Module Identifier ENM5320  
Module Title WRITING POETRY 2  
Academic Year 2000/2001  
Semester Intended For Use In Future Years  
Next year offered N/A  
Next semester offered N/A  
Other staff Mr Peter Barry  
Course delivery Seminar   2 hours per week  
Assessment Accounts construction test   Students will complete a portfolio containing work in three of the modes discussed. This wil contain commentary of a critical/theoretical nature on the chosen modes, and specific annotation of the work included. 5,000 words    

Content
This module is based upon the study and practice of what are identified as six fundamental Modes of Modern Poetry Writing. One of these is focused upon in each of the five sessions. An example is discussed, and students produce or will have produced, a section of work in that mode, in response to a stimulus or exercise provided. Each mode is linked to its relevant critical or theoretical movement, so that a related conceptual vocabulary is built up. The aim is to build a basic repertoire of options, procedures and concerns on which the student can draw in an eclectic way for models of practice which go beyond the instinctive "own voice" method which most aspiring poets use.

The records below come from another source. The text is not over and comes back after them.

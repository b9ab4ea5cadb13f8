//! Session identity: the in-memory current value plus its durable mirror.
//!
//! The durable record is a small JSON document written atomically
//! (tmp + rename). It is shared with the restart receiver and watchdog,
//! which run as separate processes, so every read goes back to the file.

use chrono::{DateTime, SecondsFormat, Utc};
use fs_err as fs;
use serde::{Deserialize, Serialize};
use std::path::{Path, PathBuf};
use std::sync::{Arc, Mutex, RwLock};
use tracing::warn;

use crate::error::{Result, WatchError};

#[derive(Debug, Clone, Default, PartialEq, Eq, Serialize, Deserialize)]
#[serde(default)]
pub struct StoredRecord {
    #[serde(skip_serializing_if = "Option::is_none")]
    pub driver_id: Option<String>,
    /// Written by the web session layer; read here only as a fallback identity source.
    #[serde(skip_serializing_if = "Option::is_none")]
    pub saved_cookies: Option<String>,
    pub service_restart_count: u64,
    #[serde(skip_serializing_if = "Option::is_none")]
    pub last_poll_at: Option<String>,
}

enum Backend {
    File(PathBuf),
    Memory(Mutex<StoredRecord>),
}

pub struct PersistentIdentityStore {
    backend: Backend,
    write_lock: Mutex<()>,
}

impl PersistentIdentityStore {
    pub fn open(path: impl Into<PathBuf>) -> Self {
        Self {
            backend: Backend::File(path.into()),
            write_lock: Mutex::new(()),
        }
    }

    pub fn in_memory() -> Self {
        Self {
            backend: Backend::Memory(Mutex::new(StoredRecord::default())),
            write_lock: Mutex::new(()),
        }
    }

    pub fn path(&self) -> Option<&Path> {
        match &self.backend {
            Backend::File(path) => Some(path),
            Backend::Memory(_) => None,
        }
    }

    pub fn load(&self) -> Result<StoredRecord> {
        match &self.backend {
            Backend::File(path) => load_record(path),
            Backend::Memory(record) => Ok(record
                .lock()
                .map(|record| record.clone())
                .unwrap_or_default()),
        }
    }

    pub fn driver_id(&self) -> Result<Option<String>> {
        Ok(self.load()?.driver_id.and_then(normalize))
    }

    pub fn saved_cookies(&self) -> Result<Option<String>> {
        Ok(self.load()?.saved_cookies)
    }

    pub fn restart_count(&self) -> Result<u64> {
        Ok(self.load()?.service_restart_count)
    }

    pub fn last_poll_at(&self) -> Result<Option<DateTime<Utc>>> {
        Ok(self
            .load()?
            .last_poll_at
            .as_deref()
            .and_then(parse_timestamp))
    }

    pub fn set_driver_id(&self, driver_id: &str) -> Result<()> {
        let value = normalize(driver_id.to_string());
        self.update(|record| record.driver_id = value)
    }

    pub fn set_saved_cookies(&self, cookies: &str) -> Result<()> {
        let value = cookies.to_string();
        self.update(|record| record.saved_cookies = Some(value))
    }

    /// Mirrors the identity used by a tick and stamps the poll time in one write.
    pub fn record_poll(&self, driver_id: &str, at: DateTime<Utc>) -> Result<()> {
        let value = normalize(driver_id.to_string());
        self.update(|record| {
            record.driver_id = value;
            record.last_poll_at = Some(at.to_rfc3339_opts(SecondsFormat::Millis, true));
        })
    }

    /// Bumps the teardown counter; it never resets.
    pub fn increment_restart_count(&self) -> Result<u64> {
        let mut count = 0;
        self.update(|record| {
            record.service_restart_count = record.service_restart_count.saturating_add(1);
            count = record.service_restart_count;
        })?;
        Ok(count)
    }

    fn update(&self, apply: impl FnOnce(&mut StoredRecord)) -> Result<()> {
        let _guard = self
            .write_lock
            .lock()
            .unwrap_or_else(|poisoned| poisoned.into_inner());
        match &self.backend {
            Backend::File(path) => {
                let mut record = load_record(path).unwrap_or_else(|err| {
                    warn!(error = %err, path = %path.display(), "Discarding unreadable identity store");
                    StoredRecord::default()
                });
                apply(&mut record);
                save_record(path, &record)
            }
            Backend::Memory(record) => {
                let mut record = record
                    .lock()
                    .unwrap_or_else(|poisoned| poisoned.into_inner());
                apply(&mut *record);
                Ok(())
            }
        }
    }
}

fn load_record(path: &Path) -> Result<StoredRecord> {
    let data = match fs::read(path) {
        Ok(data) => data,
        Err(err) if err.kind() == std::io::ErrorKind::NotFound => {
            return Ok(StoredRecord::default())
        }
        Err(err) => return Err(WatchError::io("Failed to read identity store", err)),
    };

    serde_json::from_slice(&data).map_err(|source| WatchError::Json {
        context: format!("Failed to parse identity store {}", path.display()),
        source,
    })
}

fn save_record(path: &Path, record: &StoredRecord) -> Result<()> {
    if let Some(parent) = path.parent() {
        fs::create_dir_all(parent)
            .map_err(|err| WatchError::io("Failed to create identity store dir", err))?;
    }

    let payload = serde_json::to_vec_pretty(record).map_err(|source| WatchError::Json {
        context: "Failed to serialize identity store".to_string(),
        source,
    })?;
    let tmp_path = path.with_extension("tmp");
    fs::write(&tmp_path, payload)
        .map_err(|err| WatchError::io("Failed to write identity store", err))?;
    fs::rename(&tmp_path, path)
        .map_err(|err| WatchError::io("Failed to commit identity store", err))?;
    Ok(())
}

fn parse_timestamp(value: &str) -> Option<DateTime<Utc>> {
    DateTime::parse_from_rfc3339(value)
        .ok()
        .map(|dt| dt.with_timezone(&Utc))
}

fn normalize(value: String) -> Option<String> {
    let trimmed = value.trim();
    if trimmed.is_empty() {
        None
    } else {
        Some(trimmed.to_string())
    }
}

/// Process-wide current session identifier. Last writer wins.
#[derive(Debug, Default)]
pub struct SessionIdentity {
    current: RwLock<Option<String>>,
}

impl SessionIdentity {
    pub fn new() -> Self {
        Self::default()
    }

    pub fn get(&self) -> Option<String> {
        self.current
            .read()
            .map(|value| value.clone())
            .unwrap_or_default()
    }

    pub fn is_present(&self) -> bool {
        self.get().is_some()
    }

    /// Stores `value`; blank input clears the identity.
    pub fn set(&self, value: Option<&str>) {
        let normalized = value.and_then(|value| normalize(value.to_string()));
        match self.current.write() {
            Ok(mut current) => *current = normalized,
            Err(poisoned) => *poisoned.into_inner() = normalized,
        }
    }
}

/// Where a tick found its session identifier.
#[derive(Debug, Clone, Copy, PartialEq, Eq)]
pub enum IdentitySource {
    Memory,
    Durable,
    Cookie,
}

/// The web session's cookie jar, owned by the UI layer.
pub trait CookieSource: Send + Sync {
    fn cookies(&self) -> Result<Option<String>>;
}

/// Reads the cookie string the web layer mirrors into the durable store.
pub struct StoredCookies {
    store: Arc<PersistentIdentityStore>,
}

impl StoredCookies {
    pub fn new(store: Arc<PersistentIdentityStore>) -> Self {
        Self { store }
    }
}

impl CookieSource for StoredCookies {
    fn cookies(&self) -> Result<Option<String>> {
        self.store.saved_cookies()
    }
}

/// Extracts `driver_id` from a `name=value; name=value` cookie header.
pub fn driver_id_from_cookies(cookies: &str) -> Option<String> {
    cookies
        .split(';')
        .map(str::trim)
        .find_map(|pair| pair.strip_prefix("driver_id="))
        .and_then(|value| normalize(value.to_string()))
}

/// Resolves the identity for a tick: memory, then durable store, then cookies.
///
/// A value found outside memory is cached back into `session`.
pub fn resolve_identity(
    session: &SessionIdentity,
    store: &PersistentIdentityStore,
    cookies: &dyn CookieSource,
) -> Option<(String, IdentitySource)> {
    if let Some(current) = session.get() {
        return Some((current, IdentitySource::Memory));
    }

    match store.driver_id() {
        Ok(Some(stored)) => {
            session.set(Some(&stored));
            return Some((stored, IdentitySource::Durable));
        }
        Ok(None) => {}
        Err(err) => warn!(error = %err, "Failed to read durable session identifier"),
    }

    match cookies.cookies() {
        Ok(Some(raw)) => {
            let found = driver_id_from_cookies(&raw)?;
            session.set(Some(&found));
            Some((found, IdentitySource::Cookie))
        }
        Ok(None) => None,
        Err(err) => {
            warn!(error = %err, "Failed to read session cookies");
            None
        }
    }
}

1. Poetry in Documentary Mode

Narrative/Denotative Writing aiming for an overall sense of "reduced affect", with feelings and reactions underplayed or implicit;
and starkness of verbal texture. Such work has an underlying modernist aesthetic of shunning decorative effects and striving
for impersonality and tends to use metonymic techniques. The earlier work of Roy Fisher will be used as an example of this
mode.

2. Poetry in Confessional Mode

Writing aiming for overall sense of "heightened affect" with feelings and reactions foregrounded and made explicit. A high
degree of artifice and verbalisation is frequently a feature of this mode. The mode often requires the "double-crossing" of the
personal material with another element to give it a "second dimension". Strong examples of this mode are the work of Eavan
Boland and Tony Harrison.

3. Poetry in Minimalist/Fragmentary Mode

Minimalism has been a dominant form in the arts influenced by modernism. Writing in this mode eschews narrative linearity and
imagery which is primarily pictorial in effect. Instead, images may seem almost randomised. The form is also voiceless, with
emphasis on visual/spatial effects rather than rhythmic and auditory ones. The influences are often Eastern rather than
Western, as with J H Prynne, for example.

4. Poetry in Linguistic Mode

In this mode poetry foregrounds language itself as a shaping medium. One contemporary form of this is the use of
"interlanguages" which blend and mix dialect and standard, such as Hiberno English and standard (Ian Duhig), or Caribbean
English and standard (Grace Nichols, John Agard), and so on. Other poets write exclusively in dialect (Tom Leonard) or write
sound poems (Bob Cobbing), or use words as a plastic medium rather than an expressive one (the American "Language Poets").

5. Poetry in Metaphysical/Metaphorical Mode

Poetry always has an element of enigma: it holds its reader by perplexity. Some poets foreground this element to a marked
degree (Maibhe McGuckian, and Susand Stanier are contemporary examples); William Empson is a modernist predecessor in
this mode. The poetry of the "Martians" or "Metaphor Men" (Craig Raine, Christopher Reid and David Sweetman), is related
to this, and was prominent in the first half of the 1980s. It uses a technique of defamiliarisation based on metaphorical
transformation of objects and situations.